--- RECORDS TO USE ---

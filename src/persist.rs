// used for database-backed tables
use lazy_static::lazy_static;
use regex::Regex;
use rusqlite::types::{Value as SqlValue, ValueRef};
use rusqlite::{Connection, OpenFlags, params};
use std::path::{Path, PathBuf};

use crate::datatype::{Record, Value};
use crate::error::{EngineError, Result};

lazy_static! {
    static ref IDENTIFIER: Regex = Regex::new(r"^\w+$").unwrap();
}

/// Anything that can hand out records of one entity in the same shape the
/// data store keeps them.
pub trait RecordSource: Send + Sync {
    fn entity(&self) -> &str;
    fn all(&self) -> Result<Vec<Record>>;
    fn by_id(&self, id: &Value) -> Result<Option<Record>>;
    fn by_field(&self, field: &str, value: &Value) -> Result<Vec<Record>>;
}

// ------------- SQLite -------------
/// Reads the table named by a `@db(entity: "...")` binding. A connection is
/// opened read-only per call, so the source can be shared freely between threads.
#[derive(Debug, Clone)]
pub struct SqliteSource {
    path: PathBuf,
    entity: String,
}
impl SqliteSource {
    pub fn new(path: impl AsRef<Path>, entity: impl Into<String>) -> Result<Self> {
        let entity = entity.into();
        check_identifier(&entity)?;
        Ok(Self {
            path: path.as_ref().to_path_buf(),
            entity,
        })
    }
    fn connect(&self) -> Result<Connection> {
        Ok(Connection::open_with_flags(
            &self.path,
            OpenFlags::SQLITE_OPEN_READ_ONLY | OpenFlags::SQLITE_OPEN_NO_MUTEX,
        )?)
    }
    fn select(&self, filter: Option<(&str, &Value)>) -> Result<Vec<Record>> {
        if let Some((field, _)) = filter {
            check_identifier(field)?;
        }
        let sql = match filter {
            Some((field, _)) => {
                format!(
                    "
                select *
                    from \"{}\"
                    where \"{}\" = ?
                ",
                    self.entity, field
                )
            }
            None => format!(
                "
                select *
                    from \"{}\"
                ",
                self.entity
            ),
        };
        let connection = self.connect()?;
        let mut statement = connection.prepare(&sql)?;
        let columns: Vec<String> = statement.column_names().iter().map(|c| c.to_string()).collect();
        let mut rows = match filter {
            Some((_, value)) => statement.query(params![to_sql(value)])?,
            None => statement.query([])?,
        };
        let mut records = Vec::new();
        while let Some(row) = rows.next()? {
            let mut record = Record::new();
            for (i, column) in columns.iter().enumerate() {
                record.insert(column.as_str(), from_sql(row.get_ref(i)?));
            }
            records.push(record);
        }
        Ok(records)
    }
}
impl RecordSource for SqliteSource {
    fn entity(&self) -> &str {
        &self.entity
    }
    fn all(&self) -> Result<Vec<Record>> {
        self.select(None)
    }
    fn by_id(&self, id: &Value) -> Result<Option<Record>> {
        Ok(self.select(Some(("id", id)))?.into_iter().next())
    }
    fn by_field(&self, field: &str, value: &Value) -> Result<Vec<Record>> {
        self.select(Some((field, value)))
    }
}

fn check_identifier(name: &str) -> Result<()> {
    if IDENTIFIER.is_match(name) {
        Ok(())
    } else {
        Err(EngineError::Persistence(format!("invalid identifier '{}'", name)))
    }
}

fn to_sql(value: &Value) -> SqlValue {
    match value {
        Value::Null => SqlValue::Null,
        Value::Boolean(b) => SqlValue::Integer(*b as i64),
        Value::Integer(i) => SqlValue::Integer(*i),
        Value::Float(x) => SqlValue::Real(*x),
        Value::Text(s) => SqlValue::Text(s.clone()),
        Value::List(_) | Value::Object(_) => SqlValue::Text(value.to_string()),
    }
}

fn from_sql(value: ValueRef) -> Value {
    match value {
        ValueRef::Null => Value::Null,
        ValueRef::Integer(i) => Value::Integer(i),
        ValueRef::Real(x) => Value::Float(x),
        ValueRef::Text(bytes) | ValueRef::Blob(bytes) => {
            Value::Text(String::from_utf8_lossy(bytes).into_owned())
        }
    }
}

#[cfg(test)]
mod tests {
    use super::*;

    #[test]
    fn rejects_unsafe_identifiers() {
        assert!(SqliteSource::new("x.db", "customer").is_ok());
        assert!(matches!(
            SqliteSource::new("x.db", "customer; drop table x"),
            Err(EngineError::Persistence(_))
        ));
        let source = SqliteSource::new("x.db", "customer").unwrap();
        assert!(source.by_field("name\" or 1=1 --", &Value::from(1)).is_err());
    }
}
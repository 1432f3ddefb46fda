// Record predicates built from `where` conditions, and sorting.
use std::cmp::Ordering;

use crate::datatype::{Record, Value};
use crate::query::{Condition, Operator, SortOrder};

/// True when the record satisfies every condition.
pub fn matches_all(record: &Record, conditions: &[Condition]) -> bool {
    conditions.iter().all(|condition| matches(record, condition))
}

/// A field missing from the record only satisfies `eq null`. Values that cannot
/// be compared never match an ordering operator.
pub fn matches(record: &Record, condition: &Condition) -> bool {
    let operand = &condition.operand;
    let Some(value) = record.get(&condition.field) else {
        return condition.operator == Operator::Eq && operand.is_null();
    };
    match condition.operator {
        Operator::Eq => value.loosely_equals(operand),
        Operator::Ne => !value.loosely_equals(operand),
        Operator::Gt => compares(value, operand, |o| o == Ordering::Greater),
        Operator::Gte => compares(value, operand, |o| o != Ordering::Less),
        Operator::Lt => compares(value, operand, |o| o == Ordering::Less),
        Operator::Lte => compares(value, operand, |o| o != Ordering::Greater),
        Operator::Contains => match value {
            Value::Text(text) => operand.as_str().is_some_and(|needle| text.contains(needle)),
            Value::List(items) => items.iter().any(|item| item.loosely_equals(operand)),
            _ => false,
        },
        Operator::StartsWith => match (value, operand) {
            (Value::Text(text), Value::Text(prefix)) => text.starts_with(prefix.as_str()),
            _ => false,
        },
        Operator::EndsWith => match (value, operand) {
            (Value::Text(text), Value::Text(suffix)) => text.ends_with(suffix.as_str()),
            _ => false,
        },
        Operator::In => operand
            .as_list()
            .is_some_and(|items| items.iter().any(|item| value.loosely_equals(item))),
        Operator::Nin => operand
            .as_list()
            .is_some_and(|items| !items.iter().any(|item| value.loosely_equals(item))),
    }
}

fn compares(value: &Value, operand: &Value, accept: impl Fn(Ordering) -> bool) -> bool {
    if value.is_null() || operand.is_null() {
        return false;
    }
    value.compare(operand).is_some_and(accept)
}

/// Stable sort on one field. Ascending puts nulls and missing values first,
/// descending puts them last.
pub fn sort_records(records: &mut [Record], field: &str, order: SortOrder) {
    records.sort_by(|a, b| {
        let ordering = Value::sort_cmp(a.get(field), b.get(field));
        match order {
            SortOrder::Ascending => ordering,
            SortOrder::Descending => ordering.reverse(),
        }
    });
}

#[cfg(test)]
mod tests {
    use super::*;

    fn record(json: &str) -> Record {
        serde_json::from_str(json).unwrap()
    }
    fn condition(field: &str, operator: Operator, operand: serde_json::Value) -> Condition {
        Condition {
            field: field.to_string(),
            operator,
            operand: Value::from(&operand),
        }
    }

    #[test]
    fn missing_fields_only_match_null_checks() {
        let r = record(r#"{"name": "Ann"}"#);
        assert!(!matches(&r, &condition("salary", Operator::Gt, 1.into())));
        assert!(!matches(&r, &condition("salary", Operator::Ne, 1.into())));
        assert!(matches(&r, &condition("salary", Operator::Eq, serde_json::Value::Null)));
    }

    #[test]
    fn numbers_and_strings() {
        let r = record(r#"{"salary": 60000, "name": "Annika", "tags": ["a", "b"], "boss": null}"#);
        assert!(matches(&r, &condition("salary", Operator::Gt, 50000.into())));
        assert!(matches(&r, &condition("salary", Operator::Eq, 60000.0.into())));
        assert!(matches(&r, &condition("name", Operator::Gt, "Ann".into())));
        assert!(!matches(&r, &condition("tags", Operator::Lt, 1.into())));
        assert!(matches(&r, &condition("name", Operator::StartsWith, "Ann".into())));
        assert!(matches(&r, &condition("name", Operator::Contains, "nik".into())));
        assert!(matches(&r, &condition("tags", Operator::Contains, "b".into())));
        assert!(matches(&r, &condition("name", Operator::In, serde_json::json!(["Bo", "Annika"]))));
        assert!(matches(&r, &condition("name", Operator::Nin, serde_json::json!(["Bo"]))));
        assert!(matches(&r, &condition("boss", Operator::Eq, serde_json::Value::Null)));
        assert!(!matches(&r, &condition("boss", Operator::Gt, 1.into())));
    }

    #[test]
    fn sorting_places_nulls() {
        let mut records = vec![
            record(r#"{"n": "b"}"#),
            record(r#"{"n": null}"#),
            record(r#"{"n": "A"}"#),
        ];
        sort_records(&mut records, "n", SortOrder::Ascending);
        assert!(records[0].get("n").unwrap().is_null());
        assert_eq!(records[1].get("n").unwrap().as_str(), Some("A"));
        sort_records(&mut records, "n", SortOrder::Descending);
        assert_eq!(records[0].get("n").unwrap().as_str(), Some("b"));
        assert!(records[2].get("n").unwrap().is_null());
    }
}
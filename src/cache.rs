// Memoized query results, bounded in size and age.
use moka::sync::Cache;
use std::time::Duration;
use tracing::debug;

use crate::datatype::Value;
use crate::timetravel::RequestContext;

pub type CacheKey = [u8; 32];

/// Results keyed by a digest of the query document and the request's "as of"
/// instant. Entries older than the time to live are misses, and a full cache
/// evicts by recency and frequency. Racing writers are fine: the last one wins.
pub struct QueryCache {
    capacity: usize,
    results: Cache<CacheKey, Value>,
}
impl QueryCache {
    pub fn new(capacity: usize, ttl: Duration) -> Self {
        let results = Cache::builder()
            .max_capacity(capacity as u64)
            .time_to_live(ttl)
            .eviction_listener(|_key, _value, cause| {
                debug!(?cause, "cached result removed");
            })
            .build();
        Self { capacity, results }
    }

    /// Documents that differ only in the order of their object members share a key.
    pub fn key(document: &serde_json::Value, context: &RequestContext) -> CacheKey {
        let mut hasher = blake3::Hasher::new();
        digest_canonical(&mut hasher, document);
        match context.as_of() {
            Some(t) => hasher.update(t.to_rfc3339().as_bytes()),
            None => hasher.update(b"live"),
        };
        *hasher.finalize().as_bytes()
    }

    pub fn get(&self, key: &CacheKey) -> Option<Value> {
        self.results.get(key)
    }

    pub fn insert(&self, key: CacheKey, value: Value) {
        if self.capacity == 0 {
            return;
        }
        self.results.insert(key, value);
    }

    /// Drops every entry. Called whenever the underlying data is reloaded.
    pub fn invalidate(&self) {
        self.results.invalidate_all();
        debug!("query cache invalidated");
    }

    pub fn len(&self) -> usize {
        self.results.run_pending_tasks();
        self.results.iter().count()
    }
    pub fn is_empty(&self) -> bool {
        self.len() == 0
    }
}

// Object members are fed sorted by name, so member order never reaches the digest.
fn digest_canonical(hasher: &mut blake3::Hasher, value: &serde_json::Value) {
    match value {
        serde_json::Value::Object(map) => {
            let mut members: Vec<(&String, &serde_json::Value)> = map.iter().collect();
            members.sort_by(|a, b| a.0.cmp(b.0));
            hasher.update(b"{");
            for (name, member) in members {
                hasher.update(&(name.len() as u64).to_le_bytes());
                hasher.update(name.as_bytes());
                digest_canonical(hasher, member);
                hasher.update(b",");
            }
            hasher.update(b"}");
        }
        serde_json::Value::Array(items) => {
            hasher.update(b"[");
            for item in items {
                digest_canonical(hasher, item);
                hasher.update(b",");
            }
            hasher.update(b"]");
        }
        scalar => {
            hasher.update(scalar.to_string().as_bytes());
        }
    }
}

#[cfg(test)]
mod tests {
    use super::*;
    use serde_json::json;

    #[test]
    fn keys_depend_on_document_and_time() {
        let document = json!({"query": {"a": {"fields": ["id"]}}});
        let live = QueryCache::key(&document, &RequestContext::live());
        assert_eq!(live, QueryCache::key(&document.clone(), &RequestContext::live()));
        let past = QueryCache::key(&document, &RequestContext::at(chrono::Utc::now()));
        assert_ne!(live, past);
        assert_ne!(live, QueryCache::key(&json!({"query": {}}), &RequestContext::live()));
    }

    #[test]
    fn member_order_does_not_change_the_key() {
        let written: serde_json::Value = serde_json::from_str(r#"{"a": 1, "b": {"x": [1, 2], "y": null}}"#).unwrap();
        let reordered: serde_json::Value = serde_json::from_str(r#"{"b": {"y": null, "x": [1, 2]}, "a": 1}"#).unwrap();
        let live = RequestContext::live();
        assert_eq!(QueryCache::key(&written, &live), QueryCache::key(&reordered, &live));
        // element order in arrays still matters
        let swapped: serde_json::Value = serde_json::from_str(r#"{"a": 1, "b": {"x": [2, 1], "y": null}}"#).unwrap();
        assert_ne!(QueryCache::key(&written, &live), QueryCache::key(&swapped, &live));
        assert_ne!(QueryCache::key(&json!({"a": "1"}), &live), QueryCache::key(&json!({"a": 1}), &live));
    }

    #[test]
    fn stays_within_capacity() {
        let cache = QueryCache::new(2, Duration::from_secs(60));
        cache.insert([1; 32], Value::from(1));
        cache.insert([2; 32], Value::from(2));
        cache.insert([3; 32], Value::from(3));
        assert!(cache.len() <= 2);
        cache.invalidate();
        assert!(cache.is_empty());
        assert!(cache.get(&[2; 32]).is_none());
    }

    #[test]
    fn zero_capacity_stores_nothing() {
        let cache = QueryCache::new(0, Duration::from_secs(60));
        cache.insert([1; 32], Value::from(1));
        assert!(cache.get(&[1; 32]).is_none());
        assert!(cache.is_empty());
    }

    #[test]
    fn expired_entries_miss() {
        let cache = QueryCache::new(4, Duration::from_millis(1));
        cache.insert([1; 32], Value::from(1));
        std::thread::sleep(Duration::from_millis(20));
        assert!(cache.get(&[1; 32]).is_none());
    }
}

---

**WORK TO BE COMPLETED:** Taking the line with "self.results.get(key)" as the first and the line with "self.results.run_pending_tasks();" as the last, retype that stretch of the data above exactly, with no other lines.

**RESULT OF THE EXERCISE:**
        self.results.get(key)
    }

    pub fn insert(&self, key: CacheKey, value: Value) {
        if self.capacity == 0 {
            return;
        }
        self.results.insert(key, value);
    }

    /// Drops every entry. Called whenever the underlying data is reloaded.
    pub fn invalidate(&self) {
        self.results.invalidate_all();
        debug!("query cache invalidated");
    }

    pub fn len(&self) -> usize {
        self.results.run_pending_tasks();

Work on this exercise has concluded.